Gather every line below where "opens" appears.

☆ ☆ ☆ ☆ ☆

//! Scripted collaborators for worker and orchestrator tests.

#![allow(dead_code)]

use std::collections::VecDeque;
use std::sync::atomic::{AtomicBool, AtomicUsize, Ordering};
use std::sync::{Arc, Mutex};
use std::time::Duration;

use async_trait::async_trait;
use chrono::Utc;
use sctv_media::{Detector, Frame, FrameSource, FrameSourceFactory, MediaError, MediaResult};
use sctv_models::{BoundingBox, DetectionEvent, RawDetection, StreamDescriptor};
use sctv_registry::{RegistryError, RegistryResult, StreamRegistry};
use sctv_worker::{EventDispatcher, EventSink, SinkError, WorkerConfig, WorkerContext};

pub const FRAME_SIZE: u32 = 64;

/// What the next `open` call produces.
#[derive(Debug, Clone, Copy)]
pub enum SourceScript {
    /// Yield this many frames, then report end of data
    Frames(usize),
    /// Fail to open
    FailOpen,
    /// Yield frames forever
    Endless,
}

/// Hands out sources following a script; once the script runs out every
/// source stalls on its first read.
#[derive(Default)]
pub struct ScriptedSources {
    scripts: Mutex<VecDeque<SourceScript>>,
    pub opens: AtomicUsize,
    pub closes: Arc<AtomicUsize>,
    /// Sources never finish closing
    hang_on_close: bool,
}

impl ScriptedSources {
    pub fn new(scripts: impl IntoIterator<Item = SourceScript>) -> Arc<Self> {
        Arc::new(Self {
            scripts: Mutex::new(scripts.into_iter().collect()),
            ..Default::default()
        })
    }

    pub fn hanging_on_close(scripts: impl IntoIterator<Item = SourceScript>) -> Arc<Self> {
        Arc::new(Self {
            scripts: Mutex::new(scripts.into_iter().collect()),
            hang_on_close: true,
            ..Default::default()
        })
    }

    pub fn opens(&self) -> usize {
        self.opens.load(Ordering::SeqCst)
    }

    pub fn closes(&self) -> usize {
        self.closes.load(Ordering::SeqCst)
    }
}

#[async_trait]
impl FrameSourceFactory for ScriptedSources {
    async fn open(&self, stream: &StreamDescriptor) -> MediaResult<Box<dyn FrameSource>> {
        self.opens.fetch_add(1, Ordering::SeqCst);
        let script = self.scripts.lock().unwrap().pop_front();

        let remaining = match script {
            Some(SourceScript::Frames(n)) => Some(n),
            Some(SourceScript::Endless) => Some(usize::MAX),
            Some(SourceScript::FailOpen) => {
                return Err(MediaError::open_failed(stream.locator.to_string(), "scripted"))
            }
            None => None,
        };

        Ok(Box::new(ScriptedSource {
            remaining,
            closes: Arc::clone(&self.closes),
            hang_on_close: self.hang_on_close,
        }))
    }
}

struct ScriptedSource {
    /// `None` stalls forever
    remaining: Option<usize>,
    closes: Arc<AtomicUsize>,
    hang_on_close: bool,
}

#[async_trait]
impl FrameSource for ScriptedSource {
    async fn read(&mut self) -> MediaResult<Option<Frame>> {
        match self.remaining.as_mut() {
            None => std::future::pending().await,
            Some(0) => Ok(None),
            Some(n) => {
                *n -= 1;
                Ok(Some(Frame::blank(FRAME_SIZE, FRAME_SIZE)))
            }
        }
    }

    async fn close(&mut self) {
        self.closes.fetch_add(1, Ordering::SeqCst);
        if self.hang_on_close {
            std::future::pending::<()>().await;
        }
    }
}

/// Detector returning a fixed number of people, counting its calls.
#[derive(Default)]
pub struct CountingDetector {
    pub calls: AtomicUsize,
    pub persons: AtomicUsize,
    pub fail: AtomicBool,
}

impl CountingDetector {
    pub fn seeing(persons: usize) -> Arc<Self> {
        let detector = Self::default();
        detector.persons.store(persons, Ordering::SeqCst);
        Arc::new(detector)
    }

    pub fn failing() -> Arc<Self> {
        let detector = Self::default();
        detector.fail.store(true, Ordering::SeqCst);
        Arc::new(detector)
    }

    pub fn calls(&self) -> usize {
        self.calls.load(Ordering::SeqCst)
    }
}

#[async_trait]
impl Detector for CountingDetector {
    async fn detect(&self, _frame: &Frame) -> MediaResult<Vec<RawDetection>> {
        self.calls.fetch_add(1, Ordering::SeqCst);
        if self.fail.load(Ordering::SeqCst) {
            return Err(MediaError::detection_failed("scripted failure"));
        }
        let persons = self.persons.load(Ordering::SeqCst);
        Ok((0..persons)
            .map(|i| {
                let offset = 4.0 + i as f64 * 8.0;
                RawDetection::from_bbox(
                    BoundingBox::new(offset, offset, offset + 40.0, offset + 40.0),
                    0.9,
                    Utc::now(),
                )
            })
            .collect())
    }
}

/// Registry whose answer tests can change between reconciles.
pub struct FakeRegistry {
    answer: Mutex<RegistryResult<Vec<StreamDescriptor>>>,
    pub fetches: AtomicUsize,
}

impl FakeRegistry {
    pub fn listing(streams: Vec<StreamDescriptor>) -> Arc<Self> {
        Arc::new(Self {
            answer: Mutex::new(Ok(streams)),
            fetches: AtomicUsize::new(0),
        })
    }

    pub fn set_streams(&self, streams: Vec<StreamDescriptor>) {
        *self.answer.lock().unwrap() = Ok(streams);
    }

    pub fn set_failing(&self, status: u16) {
        *self.answer.lock().unwrap() = Err(RegistryError::BadStatus(status));
    }
}

#[async_trait]
impl StreamRegistry for FakeRegistry {
    async fn active_streams(&self) -> RegistryResult<Vec<StreamDescriptor>> {
        self.fetches.fetch_add(1, Ordering::SeqCst);
        match &*self.answer.lock().unwrap() {
            Ok(streams) => Ok(streams.clone()),
            Err(RegistryError::BadStatus(status)) => Err(RegistryError::BadStatus(*status)),
            Err(e) => Err(RegistryError::InvalidUrl(e.to_string())),
        }
    }
}

/// Sink that keeps every delivered event.
#[derive(Default)]
pub struct CollectingSink {
    pub events: Mutex<Vec<DetectionEvent>>,
}

impl CollectingSink {
    pub fn events(&self) -> Vec<DetectionEvent> {
        self.events.lock().unwrap().clone()
    }
}

#[async_trait]
impl EventSink for CollectingSink {
    async fn deliver(&self, event: &DetectionEvent) -> Result<(), SinkError> {
        self.events.lock().unwrap().push(event.clone());
        Ok(())
    }
}

/// Config with test-friendly timings.
pub fn test_config() -> WorkerConfig {
    WorkerConfig {
        send_frame: false,
        read_failure_backoff: Duration::from_millis(100),
        worker_stop_timeout: Duration::from_secs(1),
        frame_width: FRAME_SIZE,
        frame_height: FRAME_SIZE,
        ..Default::default()
    }
}

pub fn context(
    config: WorkerConfig,
    sources: Arc<ScriptedSources>,
    detector: Arc<CountingDetector>,
    sink: Arc<CollectingSink>,
) -> WorkerContext {
    let (events, _task) = EventDispatcher::spawn(sink, 64);
    WorkerContext::new(config, sources, detector, events)
}

pub fn stream(id: &str) -> StreamDescriptor {
    StreamDescriptor::new(id, format!("Camera {}", id), format!("rtsp://{}/live", id))
}

/// Let spawned tasks run (time is paused in these tests).
pub async fn settle(duration: Duration) {
    tokio::time::sleep(duration).await;
}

☆ ☆ ☆ ☆ ☆

Task answer
    pub opens: AtomicUsize,
    pub fn opens(&self) -> usize {
        self.opens.load(Ordering::SeqCst)
        self.opens.fetch_add(1, Ordering::SeqCst);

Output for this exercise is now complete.